Although sensitizing processes occur earlier, schizophrenia is diagnosed in young adulthood, which suggests that it might involve a pathological transition during late brain development in predisposed individuals. Parvalbumin (PV) interneuron alterations have been noticed, but their role in the disease is unclear. Here we demonstrate that adult LgDel+/− mice, a genetic model of schizophrenia, exhibit PV neuron hypo-recruitment and associated chronic PV neuron plasticity together with network and cognitive deficits. All these deficits can be permanently rescued by chemogenetic activation of PV neurons or D2R antagonist treatments, specifically in the ventral hippocampus (vH) or medial-prefrontal cortex during a late-adolescence-sensitive time window. PV neuron alterations were initially restricted to the hippocampal CA1/subiculum, where they became responsive to treatment in late adolescence.

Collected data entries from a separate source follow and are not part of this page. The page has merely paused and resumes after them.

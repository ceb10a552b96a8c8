pub mod config;
pub mod mutation;
pub mod property;

pub use crate::{backend, error::Error};
pub use burn::{
    module::{Module, Param},
    tensor::{backend::Backend, Int, Tensor, TensorData},
};
pub use config::*;
pub use mutation::*;

use std::fmt;

/// A scene of 3D Gaussian points.
///
/// All parameters are inner values and share the leading dimension `P`.
#[derive(Module)]
pub struct Gaussian3dScene<B: Backend> {
    /// `[P, 3]`
    pub colors_sh_dc: Param<Tensor<B, 2>>,
    /// `[P, 45] <- [P, 15, 3]`
    pub colors_sh_rest: Param<Tensor<B, 2>>,
    /// `[P, 1]`
    pub opacities: Param<Tensor<B, 2>>,
    /// `[P, 3]`
    pub positions: Param<Tensor<B, 2>>,
    /// `[P, 4]`
    pub rotations: Param<Tensor<B, 2>>,
    /// `[P, 3]`
    pub scalings: Param<Tensor<B, 2>>,
}

impl<B: Backend> fmt::Debug for Gaussian3dScene<B> {
    fn fmt(
        &self,
        f: &mut fmt::Formatter,
    ) -> fmt::Result {
        f.debug_struct("Gaussian3dScene")
            .field("devices", &self.devices())
            .field("colors_sh_dc.dims()", &self.colors_sh_dc.dims())
            .field("colors_sh_rest.dims()", &self.colors_sh_rest.dims())
            .field("opacities.dims()", &self.opacities.dims())
            .field("positions.dims()", &self.positions.dims())
            .field("rotations.dims()", &self.rotations.dims())
            .field("scalings.dims()", &self.scalings.dims())
            .finish()
    }
}

impl<B: Backend> Default for Gaussian3dScene<B> {
    fn default() -> Self {
        Gaussian3dSceneConfig::default().into()
    }
}
pub use burn::{
    backend::wgpu::{WgpuDevice, WgpuRuntime},
    tensor::backend::{AutodiffBackend, Backend},
};

use burn::backend::{autodiff, wgpu};

pub type Autodiff<B> = autodiff::Autodiff<B>;
pub type Wgpu = wgpu::Wgpu<f32, i32>;
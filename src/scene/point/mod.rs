/// A colored point in 3D space.
#[derive(Clone, Copy, Debug, Default, PartialEq)]
pub struct Point {
    /// Normalized
    pub color_rgb: [f64; 3],
    pub position: [f64; 3],
}

pub type Points = Vec<Point>;
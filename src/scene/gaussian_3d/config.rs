pub use super::Backend;
pub use crate::scene::point::{Point, Points};

use crate::{
    scene::gaussian_3d::{Gaussian3dScene, Param, Tensor, TensorData},
    spherical_harmonics::{SH_COEF, SH_COUNT_MAX},
};
use rand::{rngs::StdRng, Rng, SeedableRng};
use rand_distr::{Distribution, StandardNormal};
use std::{f64::consts::PI, fmt};

/// The seed of random initialization.
pub const SEED: u64 = 0x3D65;

#[derive(Clone, PartialEq)]
pub struct Gaussian3dSceneConfig<B: Backend> {
    pub device: B::Device,
    pub points: Points,
}

impl<B: Backend> Gaussian3dSceneConfig<B> {
    /// Uniformly random points within `[-extent, extent]^3`.
    pub fn random(
        device: B::Device,
        point_count: usize,
        extent: f64,
        seed: u64,
    ) -> Self {
        let mut rng = StdRng::seed_from_u64(seed);
        let points = (0..point_count)
            .map(|_| Point {
                color_rgb: [rng.gen(), rng.gen(), rng.gen()],
                position: [
                    rng.gen_range(-extent..=extent),
                    rng.gen_range(-extent..=extent),
                    rng.gen_range(-extent..=extent),
                ],
            })
            .collect();

        Self { device, points }
    }
}

impl<B: Backend> fmt::Debug for Gaussian3dSceneConfig<B> {
    fn fmt(
        &self,
        f: &mut fmt::Formatter,
    ) -> fmt::Result {
        f.debug_struct("Gaussian3dSceneConfig")
            .field("device", &self.device)
            .field("points.len()", &self.points.len())
            .finish()
    }
}

impl<B: Backend> Default for Gaussian3dSceneConfig<B> {
    fn default() -> Self {
        Self {
            device: Default::default(),
            points: vec![Default::default()],
        }
    }
}

impl<B: Backend> From<Gaussian3dSceneConfig<B>> for Gaussian3dScene<B> {
    fn from(config: Gaussian3dSceneConfig<B>) -> Self {
        let device = config.device;
        // P
        let point_count = config.points.len();
        let mut rng = StdRng::seed_from_u64(SEED);

        #[cfg(debug_assertions)]
        log::debug!(
            target: "gausplat::trainer::scene",
            "Gaussian3dScene::from > point_count ({point_count})",
        );

        // ([P, 3], [P, 3])
        let (colors_rgb, positions) = config.points.into_iter().fold(
            (
                Vec::with_capacity(point_count * 3),
                Vec::with_capacity(point_count * 3),
            ),
            |(mut colors_rgb, mut positions), point| {
                colors_rgb.extend(point.color_rgb.map(|c| c as f32));
                positions.extend(point.position.map(|c| c as f32));
                (colors_rgb, positions)
            },
        );

        // [P, 3]
        let colors_sh_dc = colors_rgb
            .into_iter()
            .map(|c| ((c as f64 - 0.5) / SH_COEF.0[0]) as f32)
            .collect::<Vec<_>>();

        // [P, (M - 1) * 3]
        let colors_sh_rest = vec![0.0; point_count * (SH_COUNT_MAX - 1) * 3];

        // [P, 1]
        let opacities = vec![Self::make_inner_opacity(0.1) as f32; point_count];

        // [P, 4] (x, y, z, w)
        let rotations = (0..point_count)
            .flat_map(|_| random_rotation(&mut rng))
            .collect::<Vec<_>>();

        // [P, 3]
        let scalings = {
            // Log-normal with the standard deviation `e`
            let samples = StandardNormal
                .sample_iter(&mut rng)
                .take(point_count)
                .map(|sample: f64| (sample * std::f64::consts::E).exp().max(f64::EPSILON))
                .collect::<Vec<_>>();
            let sample_max = samples.iter().copied().fold(f64::EPSILON, f64::max);

            samples
                .into_iter()
                .flat_map(|sample| {
                    let scaling = (sample / sample_max).sqrt().max(f64::EPSILON);
                    [scaling.ln() as f32; 3]
                })
                .collect::<Vec<_>>()
        };

        Self {
            colors_sh_dc: param(colors_sh_dc, [point_count, 3], &device),
            colors_sh_rest: param(
                colors_sh_rest,
                [point_count, (SH_COUNT_MAX - 1) * 3],
                &device,
            ),
            opacities: param(opacities, [point_count, 1], &device),
            positions: param(positions, [point_count, 3], &device),
            rotations: param(rotations, [point_count, 4], &device),
            scalings: param(scalings, [point_count, 3], &device),
        }
    }
}

impl<B: Backend> Gaussian3dScene<B> {
    /// The logit of `opacity`.
    #[inline]
    fn make_inner_opacity(opacity: f64) -> f64 {
        (opacity / (1.0 - opacity)).ln()
    }
}

/// A lazily initialized parameter from host values.
fn param<B: Backend>(
    values: Vec<f32>,
    shape: [usize; 2],
    device: &B::Device,
) -> Param<Tensor<B, 2>> {
    Param::uninitialized(
        Default::default(),
        move |device, is_require_grad| {
            Tensor::from_data(
                TensorData::new(values.to_owned(), shape).convert::<B::FloatElem>(),
                device,
            )
            .set_require_grad(is_require_grad)
        },
        device.to_owned(),
        true,
    )
}

/// A uniformly random unit quaternion in scalar-last order.
fn random_rotation(rng: &mut impl Rng) -> [f32; 4] {
    let u = rng.gen::<f64>();
    let v = rng.gen::<f64>();
    let w = rng.gen::<f64>();
    let (a, b) = ((1.0 - u).sqrt(), u.sqrt());

    [
        a * (2.0 * PI * v).sin(),
        a * (2.0 * PI * v).cos(),
        b * (2.0 * PI * w).sin(),
        b * (2.0 * PI * w).cos(),
    ]
    .map(|c| c as f32)
}

#[cfg(test)]
mod tests {
    #[test]
    fn scene_from_config_shapes() {
        use super::*;

        let device = Default::default();
        let points = vec![
            Point {
                color_rgb: [1.0, 0.5, 0.0],
                position: [0.0, -0.5, 0.2],
            },
            Point {
                color_rgb: [0.5, 1.0, 0.2],
                position: [1.0, 0.0, -0.3],
            },
        ];

        let config = Gaussian3dSceneConfig::<burn::backend::NdArray> { device, points };

        let scene = Gaussian3dScene::from(config);

        assert_eq!(scene.point_count(), 2);
        assert_eq!(scene.colors_sh_dc.dims(), [2, 3]);
        assert_eq!(scene.colors_sh_rest.dims(), [2, 45]);
        assert_eq!(scene.opacities.dims(), [2, 1]);
        assert_eq!(scene.positions.dims(), [2, 3]);
        assert_eq!(scene.rotations.dims(), [2, 4]);
        assert_eq!(scene.scalings.dims(), [2, 3]);
    }

    #[test]
    fn scene_from_config_values() {
        use super::*;
        use burn::backend::NdArray;

        let device = Default::default();
        let points = vec![Point {
            color_rgb: [1.0, 0.5, 0.0],
            position: [0.0, -0.5, 0.2],
        }];
        let scene = Gaussian3dScene::from(Gaussian3dSceneConfig::<NdArray> { device, points });

        // The colors are recovered by the SH of degree 0 with the offset.
        let colors_rgb = scene.get_colors_sh_dc().mul_scalar(SH_COEF.0[0]).add_scalar(0.5);
        colors_rgb.into_data().assert_approx_eq(
            &Tensor::<NdArray, 2>::from_floats([[1.0, 0.5, 0.0]], &device).into_data(),
            5,
        );
        scene.get_opacities().into_data().assert_approx_eq(
            &Tensor::<NdArray, 2>::from_floats([[0.1]], &device).into_data(),
            5,
        );
        scene.get_positions().into_data().assert_approx_eq(
            &Tensor::<NdArray, 2>::from_floats([[0.0, -0.5, 0.2]], &device).into_data(),
            6,
        );

        let rotation_norm = scene.rotations.val().powf_scalar(2.0).sum().into_scalar();
        assert!((rotation_norm - 1.0).abs() < 1e-5);

        let scalings = scene.get_scalings().into_data().to_vec::<f32>().unwrap();
        assert!(scalings.iter().all(|s| *s > 0.0 && *s <= 1.0));
    }

    #[test]
    fn random_config() {
        use super::*;
        use burn::backend::NdArray;

        let config = Gaussian3dSceneConfig::<NdArray>::random(Default::default(), 100, 2.0, SEED);
        assert_eq!(config.points.len(), 100);
        assert!(config
            .points
            .iter()
            .all(|p| p.position.iter().all(|c| c.abs() <= 2.0)
                && p.color_rgb.iter().all(|c| (0.0..1.0).contains(c))));

        let other = Gaussian3dSceneConfig::<NdArray>::random(Default::default(), 100, 2.0, SEED);
        assert_eq!(config.points, other.points);

        let scene = Gaussian3dScene::from(config);
        assert_eq!(scene.point_count(), 100);
    }
}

Therefore, progression to disease in schizophrenia-model mice can be prevented by treatments supporting vH-mPFC PV network function during a sensitive time window late in adolescence, suggesting therapeutic strategies to prevent the outbreak of schizophrenia. [Display omitted] •Adult network and cognitive deficits in LgDel+/− mice mimic schizophrenia patients•Network deficits include PV neuron hypo-recruitment and chronic low-PV plasticity•Late-adolescence treatments long-lastingly prevent deficit appearance in the adult•LgDel+/− rescue involves support of vH-mPFC PV network during sensitive time window Repeated pharmacological treatment or manipulation of neuronal circuit activity during a well-defined time window in late adolescence produces complete and long-lasting rescue of network and cognitive deficits in a genetic mouse model of schizophrenia.